▸ **Stored items**
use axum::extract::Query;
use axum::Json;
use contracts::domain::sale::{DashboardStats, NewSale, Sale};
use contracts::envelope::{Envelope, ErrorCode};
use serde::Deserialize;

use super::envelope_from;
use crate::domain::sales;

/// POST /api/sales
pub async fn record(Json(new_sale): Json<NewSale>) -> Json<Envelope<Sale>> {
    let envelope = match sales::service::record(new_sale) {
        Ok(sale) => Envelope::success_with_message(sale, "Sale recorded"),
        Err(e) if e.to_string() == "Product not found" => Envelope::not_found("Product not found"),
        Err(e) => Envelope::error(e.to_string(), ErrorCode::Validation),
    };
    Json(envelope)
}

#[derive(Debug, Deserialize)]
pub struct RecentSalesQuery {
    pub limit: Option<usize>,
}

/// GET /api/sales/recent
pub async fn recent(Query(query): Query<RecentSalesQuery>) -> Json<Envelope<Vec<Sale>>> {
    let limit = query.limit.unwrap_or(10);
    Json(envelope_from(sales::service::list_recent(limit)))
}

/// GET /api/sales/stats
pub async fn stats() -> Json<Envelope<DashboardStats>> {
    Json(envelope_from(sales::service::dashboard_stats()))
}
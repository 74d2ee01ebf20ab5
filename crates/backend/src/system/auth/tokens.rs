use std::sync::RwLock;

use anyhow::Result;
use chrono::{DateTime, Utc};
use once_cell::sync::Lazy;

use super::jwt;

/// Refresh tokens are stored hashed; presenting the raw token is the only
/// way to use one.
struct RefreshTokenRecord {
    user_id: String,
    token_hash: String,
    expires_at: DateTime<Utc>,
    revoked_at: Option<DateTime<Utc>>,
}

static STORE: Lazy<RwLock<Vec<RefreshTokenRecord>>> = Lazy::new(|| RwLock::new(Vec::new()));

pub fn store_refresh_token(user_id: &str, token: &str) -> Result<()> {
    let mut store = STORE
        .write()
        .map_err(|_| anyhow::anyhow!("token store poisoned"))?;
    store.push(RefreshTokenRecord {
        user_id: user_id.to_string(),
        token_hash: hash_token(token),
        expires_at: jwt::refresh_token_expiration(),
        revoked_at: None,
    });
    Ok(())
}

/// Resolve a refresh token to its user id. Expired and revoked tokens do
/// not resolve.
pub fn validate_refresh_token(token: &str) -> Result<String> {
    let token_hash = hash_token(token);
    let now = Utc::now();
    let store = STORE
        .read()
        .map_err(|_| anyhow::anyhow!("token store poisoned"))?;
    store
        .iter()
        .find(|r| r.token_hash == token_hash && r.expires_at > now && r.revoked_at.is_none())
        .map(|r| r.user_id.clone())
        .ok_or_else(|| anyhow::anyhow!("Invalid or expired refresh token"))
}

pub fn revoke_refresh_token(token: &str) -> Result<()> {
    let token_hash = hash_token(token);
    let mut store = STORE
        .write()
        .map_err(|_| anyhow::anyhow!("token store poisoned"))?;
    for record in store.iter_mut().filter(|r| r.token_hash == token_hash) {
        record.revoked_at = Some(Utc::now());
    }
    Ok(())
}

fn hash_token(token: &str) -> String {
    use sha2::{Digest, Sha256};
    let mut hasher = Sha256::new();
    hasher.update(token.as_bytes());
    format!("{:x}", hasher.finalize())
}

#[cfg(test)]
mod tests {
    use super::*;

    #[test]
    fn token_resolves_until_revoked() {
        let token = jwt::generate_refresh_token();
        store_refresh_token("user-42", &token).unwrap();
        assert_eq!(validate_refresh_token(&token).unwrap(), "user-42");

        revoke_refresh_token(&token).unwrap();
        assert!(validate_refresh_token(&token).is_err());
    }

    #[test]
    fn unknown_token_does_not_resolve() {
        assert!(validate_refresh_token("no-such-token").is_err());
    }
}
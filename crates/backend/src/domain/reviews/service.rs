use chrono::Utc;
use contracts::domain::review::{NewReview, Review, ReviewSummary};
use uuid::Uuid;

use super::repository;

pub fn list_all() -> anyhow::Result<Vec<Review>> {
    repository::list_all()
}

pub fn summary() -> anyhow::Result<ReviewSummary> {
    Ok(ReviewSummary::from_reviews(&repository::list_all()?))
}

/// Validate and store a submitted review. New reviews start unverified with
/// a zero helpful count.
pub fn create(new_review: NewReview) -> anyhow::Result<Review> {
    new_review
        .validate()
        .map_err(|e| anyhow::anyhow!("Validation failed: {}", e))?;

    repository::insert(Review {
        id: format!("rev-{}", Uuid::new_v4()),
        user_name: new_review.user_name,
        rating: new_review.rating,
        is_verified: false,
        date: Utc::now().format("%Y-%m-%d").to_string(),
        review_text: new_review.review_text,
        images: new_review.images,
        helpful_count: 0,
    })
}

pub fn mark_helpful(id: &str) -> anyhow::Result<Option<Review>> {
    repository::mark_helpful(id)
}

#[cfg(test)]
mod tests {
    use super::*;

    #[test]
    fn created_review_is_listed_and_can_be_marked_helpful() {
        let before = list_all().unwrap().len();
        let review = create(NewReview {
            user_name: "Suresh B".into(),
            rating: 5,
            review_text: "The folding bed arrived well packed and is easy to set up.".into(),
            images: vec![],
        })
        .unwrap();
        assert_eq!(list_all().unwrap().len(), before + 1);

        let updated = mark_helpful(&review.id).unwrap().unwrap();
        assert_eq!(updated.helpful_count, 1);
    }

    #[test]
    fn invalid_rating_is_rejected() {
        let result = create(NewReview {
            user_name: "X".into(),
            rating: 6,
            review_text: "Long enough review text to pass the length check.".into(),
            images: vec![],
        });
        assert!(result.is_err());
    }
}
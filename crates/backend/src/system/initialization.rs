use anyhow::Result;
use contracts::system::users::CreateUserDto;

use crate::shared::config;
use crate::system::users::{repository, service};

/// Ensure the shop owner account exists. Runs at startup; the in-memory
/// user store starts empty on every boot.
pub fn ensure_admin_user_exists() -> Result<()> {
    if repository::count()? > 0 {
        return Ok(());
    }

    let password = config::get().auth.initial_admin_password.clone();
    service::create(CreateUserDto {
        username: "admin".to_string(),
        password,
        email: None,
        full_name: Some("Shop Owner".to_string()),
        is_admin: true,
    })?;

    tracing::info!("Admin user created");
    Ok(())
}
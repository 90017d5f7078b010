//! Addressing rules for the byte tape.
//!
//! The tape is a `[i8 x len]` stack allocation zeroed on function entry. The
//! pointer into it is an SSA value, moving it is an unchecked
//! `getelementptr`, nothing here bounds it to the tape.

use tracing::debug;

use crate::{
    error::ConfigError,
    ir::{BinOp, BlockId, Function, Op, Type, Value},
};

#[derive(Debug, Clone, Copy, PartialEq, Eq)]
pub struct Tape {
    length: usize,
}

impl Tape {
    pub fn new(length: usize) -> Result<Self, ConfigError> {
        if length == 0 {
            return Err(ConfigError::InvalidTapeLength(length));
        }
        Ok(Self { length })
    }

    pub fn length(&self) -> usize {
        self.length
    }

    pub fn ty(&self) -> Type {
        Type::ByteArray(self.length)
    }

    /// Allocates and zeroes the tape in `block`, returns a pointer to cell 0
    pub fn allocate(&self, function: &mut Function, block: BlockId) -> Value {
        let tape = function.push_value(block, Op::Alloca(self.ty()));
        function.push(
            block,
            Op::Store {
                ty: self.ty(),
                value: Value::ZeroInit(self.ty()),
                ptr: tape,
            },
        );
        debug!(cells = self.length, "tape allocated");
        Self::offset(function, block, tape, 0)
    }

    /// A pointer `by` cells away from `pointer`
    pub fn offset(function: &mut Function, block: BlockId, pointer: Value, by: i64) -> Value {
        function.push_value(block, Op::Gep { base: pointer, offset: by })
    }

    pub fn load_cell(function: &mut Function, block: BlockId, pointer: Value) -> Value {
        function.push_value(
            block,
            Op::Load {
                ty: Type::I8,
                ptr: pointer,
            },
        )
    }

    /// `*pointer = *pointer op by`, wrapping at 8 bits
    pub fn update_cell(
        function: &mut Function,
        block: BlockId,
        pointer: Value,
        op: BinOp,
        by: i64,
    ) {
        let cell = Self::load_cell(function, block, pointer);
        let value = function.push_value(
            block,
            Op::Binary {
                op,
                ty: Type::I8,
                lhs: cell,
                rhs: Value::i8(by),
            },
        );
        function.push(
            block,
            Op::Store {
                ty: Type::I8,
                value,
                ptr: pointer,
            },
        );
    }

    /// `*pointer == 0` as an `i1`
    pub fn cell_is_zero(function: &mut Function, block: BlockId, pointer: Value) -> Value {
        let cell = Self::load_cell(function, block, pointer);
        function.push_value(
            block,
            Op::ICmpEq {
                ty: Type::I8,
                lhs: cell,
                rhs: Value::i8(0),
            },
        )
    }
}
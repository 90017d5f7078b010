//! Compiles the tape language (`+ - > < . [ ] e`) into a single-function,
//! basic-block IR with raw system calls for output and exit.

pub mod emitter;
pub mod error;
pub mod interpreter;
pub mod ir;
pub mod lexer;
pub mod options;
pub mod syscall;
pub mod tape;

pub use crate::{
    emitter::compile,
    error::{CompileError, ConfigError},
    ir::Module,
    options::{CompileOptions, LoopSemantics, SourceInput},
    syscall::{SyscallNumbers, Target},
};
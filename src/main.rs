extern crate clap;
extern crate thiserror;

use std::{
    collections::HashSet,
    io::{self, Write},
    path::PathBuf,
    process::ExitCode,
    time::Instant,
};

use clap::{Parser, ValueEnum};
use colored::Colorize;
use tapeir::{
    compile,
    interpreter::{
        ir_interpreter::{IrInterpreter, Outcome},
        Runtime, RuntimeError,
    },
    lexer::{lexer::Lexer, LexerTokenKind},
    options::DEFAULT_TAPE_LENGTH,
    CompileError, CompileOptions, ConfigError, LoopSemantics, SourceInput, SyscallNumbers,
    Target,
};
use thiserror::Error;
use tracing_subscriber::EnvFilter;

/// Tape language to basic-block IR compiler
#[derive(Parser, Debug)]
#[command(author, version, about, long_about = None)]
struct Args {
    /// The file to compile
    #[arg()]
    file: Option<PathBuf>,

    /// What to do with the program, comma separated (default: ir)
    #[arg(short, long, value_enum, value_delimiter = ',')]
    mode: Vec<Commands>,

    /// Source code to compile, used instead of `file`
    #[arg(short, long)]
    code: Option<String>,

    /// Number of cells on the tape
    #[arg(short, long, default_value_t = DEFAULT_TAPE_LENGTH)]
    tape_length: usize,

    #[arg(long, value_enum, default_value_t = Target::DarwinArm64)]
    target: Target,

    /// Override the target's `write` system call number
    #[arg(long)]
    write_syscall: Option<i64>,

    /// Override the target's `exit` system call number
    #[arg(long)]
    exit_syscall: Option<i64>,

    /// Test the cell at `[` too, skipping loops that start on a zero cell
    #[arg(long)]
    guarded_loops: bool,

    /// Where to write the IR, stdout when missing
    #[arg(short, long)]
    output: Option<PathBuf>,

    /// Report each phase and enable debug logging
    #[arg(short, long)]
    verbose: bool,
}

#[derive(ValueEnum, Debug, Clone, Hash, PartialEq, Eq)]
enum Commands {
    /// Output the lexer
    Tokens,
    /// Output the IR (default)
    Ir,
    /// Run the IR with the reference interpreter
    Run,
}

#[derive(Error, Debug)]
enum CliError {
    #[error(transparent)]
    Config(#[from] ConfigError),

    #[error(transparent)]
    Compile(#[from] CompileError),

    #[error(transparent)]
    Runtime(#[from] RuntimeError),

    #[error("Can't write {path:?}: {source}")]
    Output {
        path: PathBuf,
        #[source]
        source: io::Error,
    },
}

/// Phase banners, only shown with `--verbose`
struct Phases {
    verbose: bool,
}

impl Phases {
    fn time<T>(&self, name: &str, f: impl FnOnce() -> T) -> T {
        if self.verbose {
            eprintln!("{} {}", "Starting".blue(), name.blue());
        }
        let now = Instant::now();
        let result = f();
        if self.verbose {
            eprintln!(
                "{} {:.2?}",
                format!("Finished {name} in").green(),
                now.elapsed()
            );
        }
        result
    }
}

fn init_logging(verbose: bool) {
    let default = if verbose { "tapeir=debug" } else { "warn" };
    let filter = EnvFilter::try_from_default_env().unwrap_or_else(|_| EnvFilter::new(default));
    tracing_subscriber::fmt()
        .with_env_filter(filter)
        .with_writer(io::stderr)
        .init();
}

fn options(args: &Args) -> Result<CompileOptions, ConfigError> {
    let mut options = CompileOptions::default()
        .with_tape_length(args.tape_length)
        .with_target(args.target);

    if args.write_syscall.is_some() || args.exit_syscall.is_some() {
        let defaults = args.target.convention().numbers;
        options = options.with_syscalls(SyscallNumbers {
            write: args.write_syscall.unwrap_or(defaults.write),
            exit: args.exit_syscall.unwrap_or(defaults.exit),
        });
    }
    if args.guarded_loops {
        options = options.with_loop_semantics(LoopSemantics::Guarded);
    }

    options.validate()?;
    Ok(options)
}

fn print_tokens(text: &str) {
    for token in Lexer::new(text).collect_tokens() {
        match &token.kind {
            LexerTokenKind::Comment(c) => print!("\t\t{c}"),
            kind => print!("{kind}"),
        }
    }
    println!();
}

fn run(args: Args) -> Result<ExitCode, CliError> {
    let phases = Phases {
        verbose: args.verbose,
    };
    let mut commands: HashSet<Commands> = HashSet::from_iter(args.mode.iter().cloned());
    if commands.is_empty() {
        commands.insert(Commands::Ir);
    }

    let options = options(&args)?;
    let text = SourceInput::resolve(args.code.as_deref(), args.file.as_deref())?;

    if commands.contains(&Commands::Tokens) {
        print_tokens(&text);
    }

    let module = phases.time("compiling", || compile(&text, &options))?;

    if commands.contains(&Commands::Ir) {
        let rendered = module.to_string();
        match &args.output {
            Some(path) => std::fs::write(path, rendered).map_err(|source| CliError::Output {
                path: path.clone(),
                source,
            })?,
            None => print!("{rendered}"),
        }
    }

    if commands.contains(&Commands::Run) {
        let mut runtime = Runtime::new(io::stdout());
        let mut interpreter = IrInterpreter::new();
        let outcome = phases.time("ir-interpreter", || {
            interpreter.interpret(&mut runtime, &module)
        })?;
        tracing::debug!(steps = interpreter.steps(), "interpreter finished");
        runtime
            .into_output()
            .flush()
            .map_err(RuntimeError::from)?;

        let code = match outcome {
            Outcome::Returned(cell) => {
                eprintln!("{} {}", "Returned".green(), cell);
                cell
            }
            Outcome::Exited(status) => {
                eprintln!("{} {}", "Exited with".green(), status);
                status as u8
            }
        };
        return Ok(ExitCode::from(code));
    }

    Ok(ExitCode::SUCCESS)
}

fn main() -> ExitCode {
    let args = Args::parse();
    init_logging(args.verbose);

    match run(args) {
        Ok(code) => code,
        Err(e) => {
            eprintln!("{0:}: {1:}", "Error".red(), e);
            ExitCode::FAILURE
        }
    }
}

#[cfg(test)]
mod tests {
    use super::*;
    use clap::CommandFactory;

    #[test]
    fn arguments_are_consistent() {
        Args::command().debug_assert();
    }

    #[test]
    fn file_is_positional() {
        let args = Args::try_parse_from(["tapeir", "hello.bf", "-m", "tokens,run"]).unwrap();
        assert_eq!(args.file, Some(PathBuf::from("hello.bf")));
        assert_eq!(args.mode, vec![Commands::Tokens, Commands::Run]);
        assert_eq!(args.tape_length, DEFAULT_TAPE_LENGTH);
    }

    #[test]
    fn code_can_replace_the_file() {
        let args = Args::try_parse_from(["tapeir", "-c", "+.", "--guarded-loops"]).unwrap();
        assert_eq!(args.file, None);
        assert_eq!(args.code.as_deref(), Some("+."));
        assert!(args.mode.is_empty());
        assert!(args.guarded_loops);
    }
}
* * *
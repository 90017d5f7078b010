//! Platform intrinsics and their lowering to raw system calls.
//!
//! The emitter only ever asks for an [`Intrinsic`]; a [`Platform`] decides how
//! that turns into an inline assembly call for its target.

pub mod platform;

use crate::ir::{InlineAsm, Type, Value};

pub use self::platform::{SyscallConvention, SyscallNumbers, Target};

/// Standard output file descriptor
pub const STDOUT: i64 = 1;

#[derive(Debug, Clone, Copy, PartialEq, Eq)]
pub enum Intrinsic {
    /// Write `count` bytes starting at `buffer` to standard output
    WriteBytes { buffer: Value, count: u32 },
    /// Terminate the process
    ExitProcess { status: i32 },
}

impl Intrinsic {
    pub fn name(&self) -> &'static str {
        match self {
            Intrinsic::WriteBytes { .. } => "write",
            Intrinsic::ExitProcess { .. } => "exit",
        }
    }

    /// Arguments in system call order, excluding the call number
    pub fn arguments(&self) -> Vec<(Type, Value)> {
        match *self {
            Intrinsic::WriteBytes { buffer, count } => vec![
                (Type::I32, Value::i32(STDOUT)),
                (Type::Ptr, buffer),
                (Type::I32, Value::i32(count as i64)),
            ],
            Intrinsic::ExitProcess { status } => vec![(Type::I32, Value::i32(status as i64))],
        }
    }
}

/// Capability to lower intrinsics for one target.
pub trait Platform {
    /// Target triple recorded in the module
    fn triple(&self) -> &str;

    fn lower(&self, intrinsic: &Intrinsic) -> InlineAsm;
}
* * *
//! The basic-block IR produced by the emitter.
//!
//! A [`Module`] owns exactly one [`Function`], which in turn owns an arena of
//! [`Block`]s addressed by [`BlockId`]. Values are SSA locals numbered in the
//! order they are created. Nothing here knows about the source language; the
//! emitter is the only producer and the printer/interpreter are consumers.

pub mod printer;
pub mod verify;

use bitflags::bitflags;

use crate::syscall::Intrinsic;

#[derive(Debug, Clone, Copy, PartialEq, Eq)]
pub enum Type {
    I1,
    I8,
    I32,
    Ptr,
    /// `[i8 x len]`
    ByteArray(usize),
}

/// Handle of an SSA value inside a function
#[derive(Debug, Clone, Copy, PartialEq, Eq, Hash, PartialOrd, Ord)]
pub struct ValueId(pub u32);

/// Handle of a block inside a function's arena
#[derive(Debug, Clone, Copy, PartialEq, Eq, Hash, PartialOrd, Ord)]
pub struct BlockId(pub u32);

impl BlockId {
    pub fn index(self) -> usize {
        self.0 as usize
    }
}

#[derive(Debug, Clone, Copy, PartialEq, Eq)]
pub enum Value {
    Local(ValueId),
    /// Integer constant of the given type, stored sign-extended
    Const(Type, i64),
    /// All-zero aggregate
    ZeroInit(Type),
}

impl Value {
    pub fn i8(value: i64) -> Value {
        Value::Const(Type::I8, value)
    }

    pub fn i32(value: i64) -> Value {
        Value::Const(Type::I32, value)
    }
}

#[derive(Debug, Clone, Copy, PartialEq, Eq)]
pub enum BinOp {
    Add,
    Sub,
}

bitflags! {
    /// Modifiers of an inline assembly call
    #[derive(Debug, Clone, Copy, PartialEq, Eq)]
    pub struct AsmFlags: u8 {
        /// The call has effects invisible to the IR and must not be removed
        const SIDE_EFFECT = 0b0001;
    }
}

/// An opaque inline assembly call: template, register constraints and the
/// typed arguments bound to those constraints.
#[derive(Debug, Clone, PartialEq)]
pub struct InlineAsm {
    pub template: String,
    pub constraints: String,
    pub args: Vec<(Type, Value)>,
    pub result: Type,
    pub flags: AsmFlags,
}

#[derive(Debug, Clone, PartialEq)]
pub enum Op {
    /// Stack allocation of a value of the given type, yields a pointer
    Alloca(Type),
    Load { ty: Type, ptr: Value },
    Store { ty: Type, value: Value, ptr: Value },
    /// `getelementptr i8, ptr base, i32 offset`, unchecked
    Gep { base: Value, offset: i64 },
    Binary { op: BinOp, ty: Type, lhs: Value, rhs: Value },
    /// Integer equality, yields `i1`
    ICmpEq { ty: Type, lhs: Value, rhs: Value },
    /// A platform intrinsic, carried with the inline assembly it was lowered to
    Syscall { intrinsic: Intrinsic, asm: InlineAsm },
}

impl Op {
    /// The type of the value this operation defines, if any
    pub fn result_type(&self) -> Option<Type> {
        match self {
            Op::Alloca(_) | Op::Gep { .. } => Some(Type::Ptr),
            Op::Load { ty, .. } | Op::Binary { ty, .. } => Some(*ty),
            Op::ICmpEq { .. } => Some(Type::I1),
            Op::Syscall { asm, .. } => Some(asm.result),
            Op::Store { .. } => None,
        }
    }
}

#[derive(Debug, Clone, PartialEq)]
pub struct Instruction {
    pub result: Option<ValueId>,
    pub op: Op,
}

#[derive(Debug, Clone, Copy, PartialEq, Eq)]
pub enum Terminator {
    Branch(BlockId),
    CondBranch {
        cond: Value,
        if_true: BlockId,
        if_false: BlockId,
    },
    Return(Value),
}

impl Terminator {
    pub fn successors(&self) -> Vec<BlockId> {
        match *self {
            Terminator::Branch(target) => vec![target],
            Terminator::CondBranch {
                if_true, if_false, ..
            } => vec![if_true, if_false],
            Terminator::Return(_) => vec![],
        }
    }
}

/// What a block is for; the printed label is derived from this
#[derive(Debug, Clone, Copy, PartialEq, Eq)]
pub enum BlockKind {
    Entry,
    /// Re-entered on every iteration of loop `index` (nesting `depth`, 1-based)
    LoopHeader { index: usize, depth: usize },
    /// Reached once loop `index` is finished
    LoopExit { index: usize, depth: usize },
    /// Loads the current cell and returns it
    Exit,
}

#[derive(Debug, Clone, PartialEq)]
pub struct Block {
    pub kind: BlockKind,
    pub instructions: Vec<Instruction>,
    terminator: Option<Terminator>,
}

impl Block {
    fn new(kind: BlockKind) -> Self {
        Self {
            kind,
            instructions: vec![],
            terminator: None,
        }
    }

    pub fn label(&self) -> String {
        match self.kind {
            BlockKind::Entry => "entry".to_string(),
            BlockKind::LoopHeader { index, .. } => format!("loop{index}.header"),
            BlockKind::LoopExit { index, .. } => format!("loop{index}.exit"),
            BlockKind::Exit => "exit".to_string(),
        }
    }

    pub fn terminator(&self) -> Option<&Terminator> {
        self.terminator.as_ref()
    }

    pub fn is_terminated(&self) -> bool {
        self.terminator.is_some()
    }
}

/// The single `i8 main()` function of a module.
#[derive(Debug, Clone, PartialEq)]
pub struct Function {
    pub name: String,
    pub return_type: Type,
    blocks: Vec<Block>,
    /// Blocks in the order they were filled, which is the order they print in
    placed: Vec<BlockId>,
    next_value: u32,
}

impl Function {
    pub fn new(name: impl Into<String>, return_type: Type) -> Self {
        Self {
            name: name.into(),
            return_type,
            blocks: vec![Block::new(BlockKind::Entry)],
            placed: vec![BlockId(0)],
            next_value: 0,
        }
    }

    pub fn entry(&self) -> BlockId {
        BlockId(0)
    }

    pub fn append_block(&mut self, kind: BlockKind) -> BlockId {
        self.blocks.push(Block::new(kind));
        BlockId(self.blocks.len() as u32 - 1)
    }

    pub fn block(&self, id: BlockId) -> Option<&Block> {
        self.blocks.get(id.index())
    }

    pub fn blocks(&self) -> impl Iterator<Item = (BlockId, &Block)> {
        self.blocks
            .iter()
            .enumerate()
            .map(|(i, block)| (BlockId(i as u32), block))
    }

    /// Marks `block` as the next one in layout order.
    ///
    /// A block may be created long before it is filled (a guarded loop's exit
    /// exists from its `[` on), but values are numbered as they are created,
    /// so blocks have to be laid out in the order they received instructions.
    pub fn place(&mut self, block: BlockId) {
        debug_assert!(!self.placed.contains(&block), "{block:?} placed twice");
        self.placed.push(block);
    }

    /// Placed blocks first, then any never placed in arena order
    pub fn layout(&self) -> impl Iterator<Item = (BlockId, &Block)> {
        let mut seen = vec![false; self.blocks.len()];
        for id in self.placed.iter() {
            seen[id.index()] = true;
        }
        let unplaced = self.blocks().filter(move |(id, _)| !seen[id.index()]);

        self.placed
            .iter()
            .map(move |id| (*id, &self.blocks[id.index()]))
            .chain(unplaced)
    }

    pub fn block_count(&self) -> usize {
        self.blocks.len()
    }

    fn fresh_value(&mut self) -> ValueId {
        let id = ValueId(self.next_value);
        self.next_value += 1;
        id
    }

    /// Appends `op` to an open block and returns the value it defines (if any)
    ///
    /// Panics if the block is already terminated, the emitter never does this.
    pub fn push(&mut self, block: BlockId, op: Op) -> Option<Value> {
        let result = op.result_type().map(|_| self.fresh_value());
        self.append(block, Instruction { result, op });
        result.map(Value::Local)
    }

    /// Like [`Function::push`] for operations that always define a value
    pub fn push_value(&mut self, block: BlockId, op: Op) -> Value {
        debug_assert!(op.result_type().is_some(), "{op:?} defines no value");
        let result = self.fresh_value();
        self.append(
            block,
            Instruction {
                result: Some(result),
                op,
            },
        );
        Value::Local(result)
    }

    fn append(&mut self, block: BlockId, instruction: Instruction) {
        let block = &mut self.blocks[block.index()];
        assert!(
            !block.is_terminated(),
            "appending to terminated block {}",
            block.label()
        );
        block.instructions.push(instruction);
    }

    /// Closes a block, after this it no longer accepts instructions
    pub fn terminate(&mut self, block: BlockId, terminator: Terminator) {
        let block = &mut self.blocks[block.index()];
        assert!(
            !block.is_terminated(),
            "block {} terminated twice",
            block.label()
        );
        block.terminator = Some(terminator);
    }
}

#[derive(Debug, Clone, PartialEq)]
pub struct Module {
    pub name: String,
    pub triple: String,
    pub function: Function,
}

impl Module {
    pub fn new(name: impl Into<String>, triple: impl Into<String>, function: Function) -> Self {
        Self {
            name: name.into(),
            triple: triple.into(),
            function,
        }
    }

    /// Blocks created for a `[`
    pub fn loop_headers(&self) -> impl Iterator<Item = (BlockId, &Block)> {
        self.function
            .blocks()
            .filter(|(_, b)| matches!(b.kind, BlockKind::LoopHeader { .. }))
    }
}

▸ **Problem details**
Please go over the data above and copy each line with "seen" in it.

▸ **Result**
        let mut seen = vec![false; self.blocks.len()];
            seen[id.index()] = true;
        let unplaced = self.blocks().filter(move |(id, _)| !seen[id.index()]);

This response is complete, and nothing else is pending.